Al final, el resultado de la experiencia fue: Reto superado. Como siempre dicen: “no hay mal que por bien no venga”, pues gracias a la ayudita de nuestra querida Ludibia, que agradecidísima por nuestro reportaje recomendó nuestro trabajo, este reto trajo consigo como recompensa el poder tener el orgullo de ser quién fotografiaría la Boda de Claudia y Stefan en Berlín, quienes no son ni más ni menos que sus cuñados, también presentes en el día del Bautizo de Mateo.
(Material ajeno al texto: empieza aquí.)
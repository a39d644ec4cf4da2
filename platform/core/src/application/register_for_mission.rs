// Copyright (c) 2026 Benevole contributors
// SPDX-License-Identifier: AGPL-3.0

//! Register For Mission Use Case
//!
//! Links an existing volunteer, identified by matricule, to a mission.
//!
//! # DDD Pattern: Application Service
//!
//! - **Layer:** Application
//! - **Responsibility:** Enforce mission status, capacity and uniqueness of
//!   participation
//! - **Collaborators:** MissionRepository, VolunteerRepository, EventBus
//!
//! # Flow
//!
//! 1. Parse the matricule (`Validation` on field `matricule`)
//! 2. Load the mission (`MissionNotFound`)
//! 3. Load the volunteer (`VolunteerNotFound`)
//! 4. Reject closed missions early (`MissionNotOpen`)
//! 5. `MissionRepository::add_participant` decides and writes atomically:
//!    status, capacity guard (`MissionFull`), duplicate (`AlreadyRegistered`)
//! 6. Publish `RegistrationEvent::VolunteerJoinedMission`
//!
//! Steps 2–4 are read-only, so a failure there leaves the participant set
//! untouched. Step 5 re-checks everything under the mission lock because the
//! mission may have changed since step 2.

use async_trait::async_trait;
use chrono::Utc;
use serde::Serialize;
use std::sync::Arc;
use tracing::{info, warn};

use crate::application::error::WorkflowError;
use crate::domain::events::RegistrationEvent;
use crate::domain::mission::{Admission, MissionId};
use crate::domain::repository::{MissionRepository, RepositoryError, VolunteerRepository};
use crate::domain::validation::ValidationErrors;
use crate::domain::volunteer::{Matricule, VolunteerId};
use crate::infrastructure::event_bus::EventBus;

#[derive(Debug, Clone, Serialize)]
#[serde(rename_all = "camelCase")]
pub struct MissionRegistration {
    pub mission_id: MissionId,
    pub volunteer_id: VolunteerId,
    pub matricule: Matricule,
    pub participant_count: usize,
}

#[async_trait]
pub trait RegisterForMissionUseCase: Send + Sync {
    async fn register_volunteer(
        &self,
        mission_id: MissionId,
        matricule: &str,
    ) -> Result<MissionRegistration, WorkflowError>;
}

pub struct StandardRegisterForMissionUseCase {
    missions: Arc<dyn MissionRepository>,
    volunteers: Arc<dyn VolunteerRepository>,
    event_bus: Arc<EventBus>,
}

impl StandardRegisterForMissionUseCase {
    pub fn new(
        missions: Arc<dyn MissionRepository>,
        volunteers: Arc<dyn VolunteerRepository>,
        event_bus: Arc<EventBus>,
    ) -> Self {
        Self {
            missions,
            volunteers,
            event_bus,
        }
    }

    async fn register_inner(
        &self,
        mission_id: MissionId,
        matricule: &str,
    ) -> Result<MissionRegistration, WorkflowError> {
        if matricule.trim().is_empty() {
            return Err(ValidationErrors::single("matricule", "matricule is required").into());
        }
        let matricule = Matricule::parse(matricule).map_err(|_| {
            ValidationErrors::single("matricule", "matricule must look like VOL-000042")
        })?;

        let mission = self
            .missions
            .find_by_id(mission_id)
            .await?
            .ok_or(WorkflowError::MissionNotFound(mission_id))?;

        let volunteer = self
            .volunteers
            .find_by_matricule(&matricule)
            .await?
            .ok_or_else(|| WorkflowError::VolunteerNotFound(matricule.clone()))?;

        if !mission.status.accepts_registrations() {
            return Err(WorkflowError::MissionNotOpen { status: mission.status });
        }

        let admission = match self.missions.add_participant(mission_id, volunteer.id).await {
            Ok(admission) => admission,
            // Deleted between lookup and write
            Err(RepositoryError::NotFound(_)) => return Err(WorkflowError::MissionNotFound(mission_id)),
            // Lost a race on the (mission, volunteer) primary key
            Err(RepositoryError::UniqueViolation { .. }) => {
                return Err(WorkflowError::AlreadyRegistered(matricule))
            }
            Err(e) => return Err(e.into()),
        };

        let participant_count = match admission {
            Admission::Admitted { participant_count } => participant_count,
            Admission::NotOpen(status) => return Err(WorkflowError::MissionNotOpen { status }),
            Admission::Full { max_participants } => {
                return Err(WorkflowError::MissionFull { max_participants })
            }
            Admission::AlreadyRegistered => return Err(WorkflowError::AlreadyRegistered(matricule)),
        };

        self.event_bus
            .publish_registration_event(RegistrationEvent::VolunteerJoinedMission {
                mission_id,
                volunteer_id: volunteer.id,
                matricule: matricule.clone(),
                participant_count,
                joined_at: Utc::now(),
            });

        Ok(MissionRegistration {
            mission_id,
            volunteer_id: volunteer.id,
            matricule,
            participant_count,
        })
    }
}

#[async_trait]
impl RegisterForMissionUseCase for StandardRegisterForMissionUseCase {
    async fn register_volunteer(
        &self,
        mission_id: MissionId,
        matricule: &str,
    ) -> Result<MissionRegistration, WorkflowError> {
        match self.register_inner(mission_id, matricule).await {
            Ok(registration) => {
                info!(
                    %mission_id,
                    matricule = %registration.matricule,
                    participant_count = registration.participant_count,
                    "Volunteer joined mission"
                );
                metrics::counter!("benevole_mission_registrations_total").increment(1);
                Ok(registration)
            }
            Err(err) => {
                warn!(%mission_id, reason = err.code(), "Mission registration rejected: {}", err);
                metrics::counter!(
                    "benevole_registration_rejections_total",
                    "workflow" => "mission",
                    "reason" => err.code()
                )
                .increment(1);
                Err(err)
            }
        }
    }
}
Con todo eso mi intención no es ni mucho menos la de dármelas de que yo puedo con todo lo que me echen y más, si no la de inspirarte a ti (quizás fotógrafo que me lees y sigues mis trabajos) en que, si de verdad amas lo que haces y no desistes a pesar de cuantas zancadillas te ponga la vida, tu sí que puedes. Si yo viniendo prácticamente de la nada he podido afrontar y superar situaciones como estas y aún peores, ¿qué no podrías hacer tú? Está claro que tú no eres menos que yo y, si te lo propones, con un poco de esfuerzo y sacrificio seguro que ¡también lo conseguirás!

PD: A Ludibia, Óscar, Claudia, Stefan y todos los que allí me trataron como a uno más, gracias de corazón por haber contado con nosotros en uno de los momentos de cambio más difíciles de nuestra vida y por haber contribuido en nuestra “trayectoria profesional”. ¡Comparto estas fotos en honor a vosotros!